■ **EXERCISE DETAILS**
Show each line of the listing in which the word "RgbImage" occurs.

■ **DATA SUPPLIED**
*** Block opens ***
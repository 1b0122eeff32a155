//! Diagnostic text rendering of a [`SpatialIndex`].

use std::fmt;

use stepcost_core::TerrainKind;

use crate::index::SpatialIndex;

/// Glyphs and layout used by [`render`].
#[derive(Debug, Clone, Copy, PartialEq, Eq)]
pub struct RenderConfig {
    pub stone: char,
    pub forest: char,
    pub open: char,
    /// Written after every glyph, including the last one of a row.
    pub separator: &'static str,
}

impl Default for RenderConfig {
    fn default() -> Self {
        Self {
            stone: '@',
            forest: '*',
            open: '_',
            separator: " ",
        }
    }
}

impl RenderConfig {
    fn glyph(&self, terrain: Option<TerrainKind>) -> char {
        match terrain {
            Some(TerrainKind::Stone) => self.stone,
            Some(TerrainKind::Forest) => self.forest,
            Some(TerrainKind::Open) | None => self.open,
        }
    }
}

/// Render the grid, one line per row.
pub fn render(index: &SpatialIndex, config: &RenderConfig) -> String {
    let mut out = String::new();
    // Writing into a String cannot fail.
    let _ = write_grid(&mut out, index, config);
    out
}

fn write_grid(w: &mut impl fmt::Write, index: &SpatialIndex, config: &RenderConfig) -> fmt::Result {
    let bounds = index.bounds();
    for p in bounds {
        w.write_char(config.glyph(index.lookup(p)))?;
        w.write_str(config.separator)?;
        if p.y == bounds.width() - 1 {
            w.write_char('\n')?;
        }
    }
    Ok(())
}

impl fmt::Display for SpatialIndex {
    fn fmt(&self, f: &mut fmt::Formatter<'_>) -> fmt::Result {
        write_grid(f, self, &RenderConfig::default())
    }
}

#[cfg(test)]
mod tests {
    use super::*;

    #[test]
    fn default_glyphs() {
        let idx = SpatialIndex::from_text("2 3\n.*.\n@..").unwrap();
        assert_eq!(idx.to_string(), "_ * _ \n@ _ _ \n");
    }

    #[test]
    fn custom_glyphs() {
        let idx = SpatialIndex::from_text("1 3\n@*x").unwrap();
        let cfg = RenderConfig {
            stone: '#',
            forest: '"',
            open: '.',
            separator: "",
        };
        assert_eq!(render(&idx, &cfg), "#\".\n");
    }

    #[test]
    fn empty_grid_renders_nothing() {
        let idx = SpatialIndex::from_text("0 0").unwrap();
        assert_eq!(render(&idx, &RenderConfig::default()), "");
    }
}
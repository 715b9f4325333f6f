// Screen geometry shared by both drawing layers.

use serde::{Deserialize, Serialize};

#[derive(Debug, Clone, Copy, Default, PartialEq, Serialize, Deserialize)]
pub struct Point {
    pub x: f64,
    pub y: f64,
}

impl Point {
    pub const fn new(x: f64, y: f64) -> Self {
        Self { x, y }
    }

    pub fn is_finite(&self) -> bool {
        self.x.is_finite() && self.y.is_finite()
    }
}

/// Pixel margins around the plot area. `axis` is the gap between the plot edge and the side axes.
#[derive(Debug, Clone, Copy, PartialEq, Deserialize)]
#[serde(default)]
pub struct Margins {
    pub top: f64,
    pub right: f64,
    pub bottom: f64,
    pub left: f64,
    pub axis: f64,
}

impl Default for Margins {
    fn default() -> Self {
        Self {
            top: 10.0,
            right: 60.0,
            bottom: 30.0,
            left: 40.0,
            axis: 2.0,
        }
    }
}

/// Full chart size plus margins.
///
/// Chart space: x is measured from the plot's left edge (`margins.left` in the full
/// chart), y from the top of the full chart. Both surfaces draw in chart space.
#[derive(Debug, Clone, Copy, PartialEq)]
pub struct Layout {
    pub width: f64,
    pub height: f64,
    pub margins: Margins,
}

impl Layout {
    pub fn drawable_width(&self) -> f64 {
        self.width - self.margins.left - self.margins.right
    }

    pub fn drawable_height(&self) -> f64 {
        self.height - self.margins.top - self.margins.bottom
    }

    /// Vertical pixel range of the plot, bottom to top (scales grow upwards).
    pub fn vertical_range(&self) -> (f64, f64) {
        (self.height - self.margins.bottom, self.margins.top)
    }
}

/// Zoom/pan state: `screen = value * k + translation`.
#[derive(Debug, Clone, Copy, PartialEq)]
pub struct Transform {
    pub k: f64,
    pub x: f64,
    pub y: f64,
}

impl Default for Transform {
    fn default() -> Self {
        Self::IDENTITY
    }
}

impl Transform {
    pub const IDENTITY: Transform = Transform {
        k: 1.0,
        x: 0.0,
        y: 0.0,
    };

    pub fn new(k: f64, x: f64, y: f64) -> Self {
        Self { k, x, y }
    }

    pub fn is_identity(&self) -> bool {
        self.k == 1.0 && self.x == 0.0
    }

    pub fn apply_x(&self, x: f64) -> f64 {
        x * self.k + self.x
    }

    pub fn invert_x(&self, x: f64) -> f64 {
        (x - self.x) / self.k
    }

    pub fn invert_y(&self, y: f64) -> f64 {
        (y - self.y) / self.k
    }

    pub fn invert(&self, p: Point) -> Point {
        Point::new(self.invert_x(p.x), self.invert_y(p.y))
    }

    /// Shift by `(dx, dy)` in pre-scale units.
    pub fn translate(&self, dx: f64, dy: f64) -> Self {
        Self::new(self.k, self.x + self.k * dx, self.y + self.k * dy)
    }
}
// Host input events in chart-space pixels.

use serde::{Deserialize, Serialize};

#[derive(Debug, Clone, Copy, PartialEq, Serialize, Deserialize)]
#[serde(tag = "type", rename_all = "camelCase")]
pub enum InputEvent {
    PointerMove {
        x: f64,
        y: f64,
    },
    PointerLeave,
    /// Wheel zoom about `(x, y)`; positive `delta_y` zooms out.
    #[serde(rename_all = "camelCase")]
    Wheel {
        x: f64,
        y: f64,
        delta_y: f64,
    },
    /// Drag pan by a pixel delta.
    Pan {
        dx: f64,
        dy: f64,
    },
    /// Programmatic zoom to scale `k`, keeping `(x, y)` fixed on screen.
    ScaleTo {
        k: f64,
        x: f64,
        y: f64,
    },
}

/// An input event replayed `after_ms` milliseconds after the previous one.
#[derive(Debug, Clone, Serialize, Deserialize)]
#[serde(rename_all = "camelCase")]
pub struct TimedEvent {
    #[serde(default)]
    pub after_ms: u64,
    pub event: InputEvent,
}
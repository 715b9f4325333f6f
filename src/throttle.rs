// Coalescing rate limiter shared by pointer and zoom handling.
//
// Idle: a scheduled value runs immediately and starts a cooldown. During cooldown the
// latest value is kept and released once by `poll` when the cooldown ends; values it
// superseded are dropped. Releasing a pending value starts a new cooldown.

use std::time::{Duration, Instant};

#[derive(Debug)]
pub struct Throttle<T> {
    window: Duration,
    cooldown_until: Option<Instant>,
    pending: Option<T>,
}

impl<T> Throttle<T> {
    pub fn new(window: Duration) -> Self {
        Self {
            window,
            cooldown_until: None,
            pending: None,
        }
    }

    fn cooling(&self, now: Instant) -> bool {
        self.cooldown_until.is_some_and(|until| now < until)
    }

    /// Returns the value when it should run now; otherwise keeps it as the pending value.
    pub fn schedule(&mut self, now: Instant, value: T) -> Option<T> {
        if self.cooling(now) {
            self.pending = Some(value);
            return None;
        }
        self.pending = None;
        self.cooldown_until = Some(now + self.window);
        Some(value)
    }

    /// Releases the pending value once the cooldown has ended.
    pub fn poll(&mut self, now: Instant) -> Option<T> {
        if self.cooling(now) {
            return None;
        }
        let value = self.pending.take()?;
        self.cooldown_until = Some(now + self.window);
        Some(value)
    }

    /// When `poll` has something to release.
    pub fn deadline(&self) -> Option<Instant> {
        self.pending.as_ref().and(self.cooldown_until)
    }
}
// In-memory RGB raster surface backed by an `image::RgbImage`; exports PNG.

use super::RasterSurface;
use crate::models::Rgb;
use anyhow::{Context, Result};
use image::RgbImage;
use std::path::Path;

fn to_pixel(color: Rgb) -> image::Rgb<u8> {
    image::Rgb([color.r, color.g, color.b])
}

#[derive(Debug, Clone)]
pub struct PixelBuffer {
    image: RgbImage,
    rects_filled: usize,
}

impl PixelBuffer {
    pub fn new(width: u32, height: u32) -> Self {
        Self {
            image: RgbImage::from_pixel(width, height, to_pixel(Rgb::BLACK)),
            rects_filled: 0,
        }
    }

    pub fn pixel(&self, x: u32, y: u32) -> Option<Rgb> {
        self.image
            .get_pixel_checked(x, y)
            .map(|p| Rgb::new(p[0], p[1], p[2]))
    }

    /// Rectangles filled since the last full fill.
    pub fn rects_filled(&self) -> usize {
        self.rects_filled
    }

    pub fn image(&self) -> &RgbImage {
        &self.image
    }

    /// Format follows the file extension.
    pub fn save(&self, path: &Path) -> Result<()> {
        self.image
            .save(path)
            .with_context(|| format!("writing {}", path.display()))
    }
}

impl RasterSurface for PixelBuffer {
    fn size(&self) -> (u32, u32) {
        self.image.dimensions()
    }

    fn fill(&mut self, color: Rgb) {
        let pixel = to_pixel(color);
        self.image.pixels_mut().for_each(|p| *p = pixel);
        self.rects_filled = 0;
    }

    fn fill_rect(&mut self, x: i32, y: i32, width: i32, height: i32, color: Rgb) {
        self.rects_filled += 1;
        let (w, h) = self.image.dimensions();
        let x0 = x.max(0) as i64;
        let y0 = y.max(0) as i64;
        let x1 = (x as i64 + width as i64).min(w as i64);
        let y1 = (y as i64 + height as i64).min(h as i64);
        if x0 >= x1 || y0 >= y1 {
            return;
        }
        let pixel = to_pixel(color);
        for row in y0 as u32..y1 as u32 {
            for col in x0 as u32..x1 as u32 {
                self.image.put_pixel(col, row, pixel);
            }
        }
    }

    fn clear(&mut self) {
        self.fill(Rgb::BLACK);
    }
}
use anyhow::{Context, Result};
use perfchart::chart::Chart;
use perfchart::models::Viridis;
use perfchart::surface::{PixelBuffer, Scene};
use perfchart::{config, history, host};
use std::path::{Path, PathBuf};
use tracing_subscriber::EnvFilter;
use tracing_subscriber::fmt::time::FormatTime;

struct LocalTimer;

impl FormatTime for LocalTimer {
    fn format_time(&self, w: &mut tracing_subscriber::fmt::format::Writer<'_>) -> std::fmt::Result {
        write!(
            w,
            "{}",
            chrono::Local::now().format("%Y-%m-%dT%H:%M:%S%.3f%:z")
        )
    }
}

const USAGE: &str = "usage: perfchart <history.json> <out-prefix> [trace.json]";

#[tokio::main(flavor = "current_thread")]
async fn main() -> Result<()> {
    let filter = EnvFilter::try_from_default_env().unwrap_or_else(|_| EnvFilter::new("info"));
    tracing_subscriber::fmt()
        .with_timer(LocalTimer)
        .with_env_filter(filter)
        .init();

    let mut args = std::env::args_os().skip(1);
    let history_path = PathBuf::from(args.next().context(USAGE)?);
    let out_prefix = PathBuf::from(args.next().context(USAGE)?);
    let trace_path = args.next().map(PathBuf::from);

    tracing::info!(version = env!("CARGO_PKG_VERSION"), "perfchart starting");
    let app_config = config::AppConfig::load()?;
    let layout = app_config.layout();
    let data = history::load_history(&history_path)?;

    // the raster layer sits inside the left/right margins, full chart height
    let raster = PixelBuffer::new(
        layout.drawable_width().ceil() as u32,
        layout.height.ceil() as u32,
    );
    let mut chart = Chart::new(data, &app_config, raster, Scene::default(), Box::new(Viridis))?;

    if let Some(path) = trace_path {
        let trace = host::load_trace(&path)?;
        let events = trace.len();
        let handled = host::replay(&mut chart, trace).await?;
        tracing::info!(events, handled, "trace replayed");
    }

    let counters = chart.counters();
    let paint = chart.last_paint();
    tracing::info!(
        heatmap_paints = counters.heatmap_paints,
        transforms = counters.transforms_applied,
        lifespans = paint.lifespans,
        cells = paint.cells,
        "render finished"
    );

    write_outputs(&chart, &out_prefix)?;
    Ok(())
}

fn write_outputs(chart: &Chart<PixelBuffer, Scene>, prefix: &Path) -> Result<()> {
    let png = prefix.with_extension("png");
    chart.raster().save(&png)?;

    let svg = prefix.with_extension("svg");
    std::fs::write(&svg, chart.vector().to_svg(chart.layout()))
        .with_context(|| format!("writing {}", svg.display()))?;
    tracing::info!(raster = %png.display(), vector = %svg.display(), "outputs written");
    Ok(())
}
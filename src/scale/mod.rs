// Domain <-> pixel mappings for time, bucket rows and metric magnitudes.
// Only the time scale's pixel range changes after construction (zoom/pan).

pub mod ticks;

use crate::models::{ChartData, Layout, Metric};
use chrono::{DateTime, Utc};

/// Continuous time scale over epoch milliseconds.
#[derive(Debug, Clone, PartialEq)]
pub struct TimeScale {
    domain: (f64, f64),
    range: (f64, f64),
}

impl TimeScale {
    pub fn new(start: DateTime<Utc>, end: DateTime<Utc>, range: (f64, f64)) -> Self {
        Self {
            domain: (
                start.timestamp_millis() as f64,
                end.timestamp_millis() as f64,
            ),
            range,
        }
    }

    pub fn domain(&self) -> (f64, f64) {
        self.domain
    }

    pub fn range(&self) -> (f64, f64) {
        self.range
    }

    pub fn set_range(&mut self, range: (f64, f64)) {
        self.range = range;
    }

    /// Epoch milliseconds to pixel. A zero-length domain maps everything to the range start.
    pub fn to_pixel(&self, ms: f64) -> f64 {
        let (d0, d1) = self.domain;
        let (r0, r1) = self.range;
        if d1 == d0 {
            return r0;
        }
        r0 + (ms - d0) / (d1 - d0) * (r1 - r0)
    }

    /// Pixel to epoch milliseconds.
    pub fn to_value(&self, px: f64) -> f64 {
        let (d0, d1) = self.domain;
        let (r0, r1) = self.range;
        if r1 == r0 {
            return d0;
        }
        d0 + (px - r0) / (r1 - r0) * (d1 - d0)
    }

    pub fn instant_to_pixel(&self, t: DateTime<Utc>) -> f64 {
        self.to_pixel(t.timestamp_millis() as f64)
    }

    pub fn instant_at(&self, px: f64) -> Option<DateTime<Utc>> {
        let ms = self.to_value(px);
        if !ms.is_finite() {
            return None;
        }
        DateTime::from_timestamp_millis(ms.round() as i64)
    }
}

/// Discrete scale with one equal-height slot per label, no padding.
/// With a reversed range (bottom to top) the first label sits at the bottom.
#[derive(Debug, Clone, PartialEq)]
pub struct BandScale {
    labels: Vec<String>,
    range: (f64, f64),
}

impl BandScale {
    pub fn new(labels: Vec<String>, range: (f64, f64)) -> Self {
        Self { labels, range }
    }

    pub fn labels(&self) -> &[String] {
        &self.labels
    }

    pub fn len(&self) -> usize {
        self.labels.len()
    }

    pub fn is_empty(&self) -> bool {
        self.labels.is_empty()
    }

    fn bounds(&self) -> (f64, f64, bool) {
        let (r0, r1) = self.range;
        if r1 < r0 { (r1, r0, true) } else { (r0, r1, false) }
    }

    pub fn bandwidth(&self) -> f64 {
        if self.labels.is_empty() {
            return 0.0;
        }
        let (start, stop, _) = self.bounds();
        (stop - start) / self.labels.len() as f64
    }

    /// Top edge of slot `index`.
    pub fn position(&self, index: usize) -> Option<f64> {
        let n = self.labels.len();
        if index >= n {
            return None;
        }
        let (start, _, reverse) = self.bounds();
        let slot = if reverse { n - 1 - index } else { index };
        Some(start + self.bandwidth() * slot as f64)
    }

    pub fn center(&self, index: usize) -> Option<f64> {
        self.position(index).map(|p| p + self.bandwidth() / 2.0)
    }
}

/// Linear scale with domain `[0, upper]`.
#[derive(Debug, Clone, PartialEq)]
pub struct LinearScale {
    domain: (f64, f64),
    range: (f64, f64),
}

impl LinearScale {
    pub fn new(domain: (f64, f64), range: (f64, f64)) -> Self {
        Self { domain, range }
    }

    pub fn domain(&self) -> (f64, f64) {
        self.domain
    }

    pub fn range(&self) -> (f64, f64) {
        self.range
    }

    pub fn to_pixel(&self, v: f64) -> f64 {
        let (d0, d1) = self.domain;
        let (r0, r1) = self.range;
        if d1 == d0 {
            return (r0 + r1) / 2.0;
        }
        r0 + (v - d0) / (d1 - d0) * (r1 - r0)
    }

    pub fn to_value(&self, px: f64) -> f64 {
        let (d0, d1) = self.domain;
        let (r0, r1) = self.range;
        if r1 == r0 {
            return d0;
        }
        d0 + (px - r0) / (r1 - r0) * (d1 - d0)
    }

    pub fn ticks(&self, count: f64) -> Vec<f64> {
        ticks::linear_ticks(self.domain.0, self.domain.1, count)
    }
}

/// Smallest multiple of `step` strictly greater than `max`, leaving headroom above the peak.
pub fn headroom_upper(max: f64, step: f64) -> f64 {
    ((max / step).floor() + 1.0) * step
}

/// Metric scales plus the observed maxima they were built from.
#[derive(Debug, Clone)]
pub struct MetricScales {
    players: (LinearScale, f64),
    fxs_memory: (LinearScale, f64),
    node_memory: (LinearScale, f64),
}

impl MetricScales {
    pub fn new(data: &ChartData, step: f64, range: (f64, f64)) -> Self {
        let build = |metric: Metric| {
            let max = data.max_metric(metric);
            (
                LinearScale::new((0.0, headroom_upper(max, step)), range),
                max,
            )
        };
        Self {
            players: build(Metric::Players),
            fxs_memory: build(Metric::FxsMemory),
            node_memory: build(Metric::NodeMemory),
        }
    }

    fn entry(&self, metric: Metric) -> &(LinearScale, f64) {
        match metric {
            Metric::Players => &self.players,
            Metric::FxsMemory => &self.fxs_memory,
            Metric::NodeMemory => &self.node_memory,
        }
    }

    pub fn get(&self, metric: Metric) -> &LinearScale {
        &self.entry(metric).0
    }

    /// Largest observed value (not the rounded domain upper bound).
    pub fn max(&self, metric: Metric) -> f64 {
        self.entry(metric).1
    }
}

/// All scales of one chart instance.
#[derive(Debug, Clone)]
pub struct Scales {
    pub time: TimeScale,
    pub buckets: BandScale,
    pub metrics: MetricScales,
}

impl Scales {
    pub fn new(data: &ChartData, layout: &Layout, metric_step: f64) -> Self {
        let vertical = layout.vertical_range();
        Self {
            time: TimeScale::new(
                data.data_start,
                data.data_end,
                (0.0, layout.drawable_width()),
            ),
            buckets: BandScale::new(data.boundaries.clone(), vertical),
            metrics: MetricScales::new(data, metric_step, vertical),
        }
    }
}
*** Block closes ***
■ **TASK SOLUTION**
// In-memory RGB raster surface backed by an `image::RgbImage`; exports PNG.
use image::RgbImage;
    image: RgbImage,
            image: RgbImage::from_pixel(width, height, to_pixel(Rgb::BLACK)),
    pub fn image(&self) -> &RgbImage {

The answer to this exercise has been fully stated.